Friday, January 18, 2019
Continental Parlors 1-3, Ballroom Level (Hilton San Francisco)
* noted as presenting author
Dalhee Yoon, MSW, Doctoral Candidate, Case Western Reserve University, Cleveland, OH
Susan Yoon, PhD, Assistant Professor, Ohio State University, Columbus, OH
Susan Snyder, PhD, Assistant Professor, Georgia State University, GA
Background and Purpose: Child maltreatment has been consistently reported as a salient risk factor for adolescent substance use. However, previous studies have often lumped maltreatment types into a single construct, and it remains unclear whether each type of maltreatment (i.e., physical, sexual, and emotional abuse, and neglect) have differential impacts on adolescent substance use. Additionally, relatively few studies have examined the mechanisms through which maltreatment affects substance use in adolescence. Differential association theory and empirical evidence suggest that deviant peer affiliation may be the underlying mechanism, but the role of deviant peer affiliation has not been investigated, especially in relation to varying types of maltreatment. To fill these gaps in the literature, this study examined the direct effects of each type of maltreatment on adolescent substance use as well as indirect effects via deviant peer affiliation.  


This study used data from Longitudinal Studies of Child Abuse and Neglect, which tracks comprehensive consequences of child abuse and neglect in the US. The sample includes 811 adolescents, extracted based on the presence of child maltreatment variables. Each type of child abuse was measured at age 12 using self-reports of life-time maltreatment experiences (15 items for physical, 11 items for sexual, and 18 items for emotional abuse). Child neglect (a latent variable) was also measured at age 12, using four subscales: physical neglect, inadequate supervision, lack of emotional support, and educational neglect. Deviant peer affiliation was assessed at age 14 using self-reported perceptions of peers’ substance use and delinquency. Adolescent substance use was treated as a latent variable using self-reports at age 16 of tobacco, alcohol, and marijuana use in the previous year. Child race, gender and externalizing behavior problems were used as control variables. Structural equation modeling with weighted least squares mean and variance adjusted estimator were conducted using Mplus version 7.11.


The proposed model had a good model fit: CFI=.98, TLI=.97, RMSEA=.03 (90% CI=.023-.043), and WRMR=.66. None of the four types of child maltreatment was directly associated with adolescent substance use.

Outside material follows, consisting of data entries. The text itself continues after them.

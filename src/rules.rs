use std::fmt;
use std::hash::{Hash, Hasher};
use std::rc::Rc;

use crate::dictionary::Dictionary;
use crate::mrl::{Production, ProductionSet};
use crate::symbol::Symbol;

/// A rule of a synchronous context-free grammar: one LHS nonterminal
/// rewriting simultaneously to an NL pattern and an MR string. Co-indexed
/// nonterminals on the two sides expand in lockstep.
///
/// Rules are immutable and interned; their weights and active flags live in
/// the owning [`Grammar`](crate::grammar::Grammar).
#[derive(Debug)]
pub struct Rule {
  lhs: Option<u32>,
  /// The NL pattern, with co-indices.
  e: Vec<Symbol>,
  /// Word-gap size to the right of each NL symbol.
  gaps: Vec<u16>,
  /// The MR string, with co-indices.
  f: Vec<Symbol>,
  /// The MR production this rule writes.
  prod: Rc<Production>,
  init: bool,
  ngaps: u16,
}

impl PartialEq for Rule {
  fn eq(&self, other: &Self) -> bool {
    self.lhs == other.lhs && self.e == other.e && self.gaps == other.gaps && self.f == other.f
  }
}

impl Eq for Rule {}

impl Hash for Rule {
  fn hash<H: Hasher>(&self, state: &mut H) {
    self.lhs.hash(state);
    self.e.hash(state);
    self.gaps.hash(state);
    self.f.hash(state);
  }
}

impl Rule {
  /// Builds a rule around an interned production. The MR side is the
  /// production's RHS with fresh co-indices 1, 2, ... on its indexable
  /// symbols; `e` must use the same indices.
  pub fn new(prod: Rc<Production>, e: Vec<Symbol>, gaps: Vec<u16>, init: bool) -> Self {
    assert_eq!(e.len(), gaps.len());
    let mut next = 1;
    let f = prod
      .rhs()
      .iter()
      .map(|&sym| {
        if sym.is_indexable() {
          let indexed = sym.with_index(next);
          next += 1;
          indexed
        } else {
          sym
        }
      })
      .collect();
    let ngaps = count_gaps(&gaps);
    Rule { lhs: prod.lhs(), e, gaps, f, prod, init, ngaps }
  }

  /// Builds a rule from both sides as read from text, interning the
  /// production for the MR side if it is not known yet.
  pub fn from_parts(
    lhs: u32,
    e: Vec<Symbol>,
    gaps: Vec<u16>,
    f: Vec<Symbol>,
    prods: &mut ProductionSet,
    init: bool,
  ) -> Self {
    assert_eq!(e.len(), gaps.len());
    let prod = prods.add(Production::original(lhs, f.clone())).0;
    let ngaps = count_gaps(&gaps);
    Rule { lhs: Some(lhs), e, gaps, f, prod, init, ngaps }
  }

  /// The dummy rule that seeds the parse chart. It has no LHS and carries no
  /// weight; completed parses are read off just below it.
  pub fn dummy(rhs: u32) -> Self {
    let nt = Symbol::nonterminal(rhs).with_index(1);
    Rule {
      lhs: None,
      e: vec![nt],
      gaps: vec![0],
      f: vec![nt],
      prod: Rc::new(Production::dummy(rhs)),
      init: false,
      ngaps: 0,
    }
  }

  /// Specializes a wildcard rule by substituting a matching input terminal
  /// on both sides. The result is not interned; it ties back to `rule`.
  pub fn specialize(rule: &Rule, term: Symbol, dict: &Dictionary) -> Self {
    assert!(
      rule.is_wildcard() && rule.e[0].matches(&term, dict),
      "cannot specialize a non-wildcard rule"
    );
    let term = term.with_index(0);
    Rule {
      lhs: rule.lhs,
      e: vec![term],
      gaps: vec![0],
      f: vec![term],
      prod: Rc::new(Production::specialize(&rule.prod, term, dict)),
      init: false,
      ngaps: 0,
    }
  }

  /// The LHS nonterminal; `None` for the dummy rule.
  pub fn lhs(&self) -> Option<u32> {
    self.lhs
  }

  pub fn e(&self) -> &[Symbol] {
    &self.e
  }

  pub fn f(&self) -> &[Symbol] {
    &self.f
  }

  pub fn len_e(&self) -> usize {
    self.e.len()
  }

  pub fn len_f(&self) -> usize {
    self.f.len()
  }

  /// Word-gap size to the right of the i-th NL symbol.
  pub fn gap(&self, i: usize) -> u16 {
    self.gaps[i]
  }

  pub fn gaps(&self) -> &[u16] {
    &self.gaps
  }

  /// Number of non-zero word gaps.
  pub fn count_gaps(&self) -> u16 {
    self.ngaps
  }

  pub fn production(&self) -> &Rc<Production> {
    &self.prod
  }

  pub fn is_init(&self) -> bool {
    self.init
  }

  pub fn has_args(&self) -> bool {
    self.prod.has_args()
  }

  pub fn count_args(&self) -> usize {
    self.prod.count_args()
  }

  pub fn is_unary(&self) -> bool {
    self.e.len() == 1 && self.e[0].is_nonterminal() && self.prod.is_unary()
  }

  pub fn is_wildcard(&self) -> bool {
    self.e.len() == 1 && self.e[0].is_wildcard() && self.prod.is_wildcard()
  }

  pub fn is_dummy(&self) -> bool {
    self.lhs.is_none()
  }

  /// Child-index path from the MR parse root to the frontier nonterminal
  /// with the given co-index.
  pub fn path(&self, index: u16) -> &[usize] {
    self.prod.path(index as usize - 1)
  }

  pub fn display<'a>(&'a self, dict: &'a Dictionary) -> RuleDisplay<'a> {
    RuleDisplay { rule: self, dict }
  }

  /// Reads a rule from whitespace-split tokens starting at `*pos`:
  ///
  /// ```text
  /// *n:LHS -> ({ E-symbols, each optionally followed by *g:N })({ F-symbols })
  /// ```
  ///
  /// On success `*pos` is left just past the closing `})`. On failure `None`
  /// is returned and `*pos` is unchanged.
  pub fn read(
    tokens: &[&str],
    pos: &mut usize,
    dict: &mut Dictionary,
    prods: &mut ProductionSet,
    init: bool,
  ) -> Option<Rule> {
    let mut i = *pos;
    let lhs_tok = tokens.get(i)?.strip_prefix("*n:")?;
    let lhs = dict.nonterm(lhs_tok);
    i += 1;
    if tokens.get(i) != Some(&"->") {
      return None;
    }
    i += 1;
    if tokens.get(i) != Some(&"({") {
      return None;
    }
    i += 1;
    let mut e = Vec::new();
    let mut gaps: Vec<u16> = Vec::new();
    while i < tokens.len() && tokens[i] != "})({" {
      if let Some(n) = tokens[i].strip_prefix("*g:") {
        let last = gaps.last_mut()?;
        *last = n.parse().ok()?;
      } else {
        e.push(Symbol::read(tokens[i], dict, true)?);
        gaps.push(0);
      }
      i += 1;
    }
    if i >= tokens.len() {
      return None;
    }
    i += 1;
    let mut f = Vec::new();
    while i < tokens.len() && tokens[i] != "})" {
      f.push(Symbol::read(tokens[i], dict, false)?);
      i += 1;
    }
    if i >= tokens.len() {
      return None;
    }
    *pos = i + 1;
    Some(Rule::from_parts(lhs, e, gaps, f, prods, init))
  }
}

fn count_gaps(gaps: &[u16]) -> u16 {
  gaps.iter().filter(|&&g| g > 0).count() as u16
}

pub struct RuleDisplay<'a> {
  rule: &'a Rule,
  dict: &'a Dictionary,
}

impl fmt::Display for RuleDisplay<'_> {
  fn fmt(&self, f: &mut fmt::Formatter<'_>) -> fmt::Result {
    match self.rule.lhs {
      Some(lhs) => write!(f, "*n:{}", self.dict.nonterm_str(lhs))?,
      None => write!(f, "*n:-")?,
    }
    write!(f, " -> ({{")?;
    for (i, sym) in self.rule.e.iter().enumerate() {
      write!(f, " {}", sym.display(self.dict))?;
      if self.rule.gaps[i] > 0 {
        write!(f, " *g:{}", self.rule.gaps[i])?;
      }
    }
    write!(f, " }})({{")?;
    for sym in &self.rule.f {
      write!(f, " {}", sym.display(self.dict))?;
    }
    write!(f, " }})")
  }
}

The results of the mediation tests indicated that deviant peer affiliation fully mediated the effects of emotional abuse on adolescent substance use (β = .028, p < .001, 95% CI [.014, .043]); individuals who had been emotionally abused showed increased deviant peer affiliation, which in turn was associated with higher levels of substance use in adolescence.   

Conclusion and Implications:

The study’s findings suggest that peer relationships may play a particularly critical role for the adolescent development of risk-taking behavior (e.g., substance use) in youth with a history of emotional abuse. Emotionally abused children may develop especially strong attachment needs (compared to children who have endured other forms of maltreatment), which in turn may elevate their risk of deviant peer affiliations. This increased risk further heightens the potential for adolescent substance use. These results underscore the importance of early assessment and intervention for the peer relationships of youth who have been emotionally abused.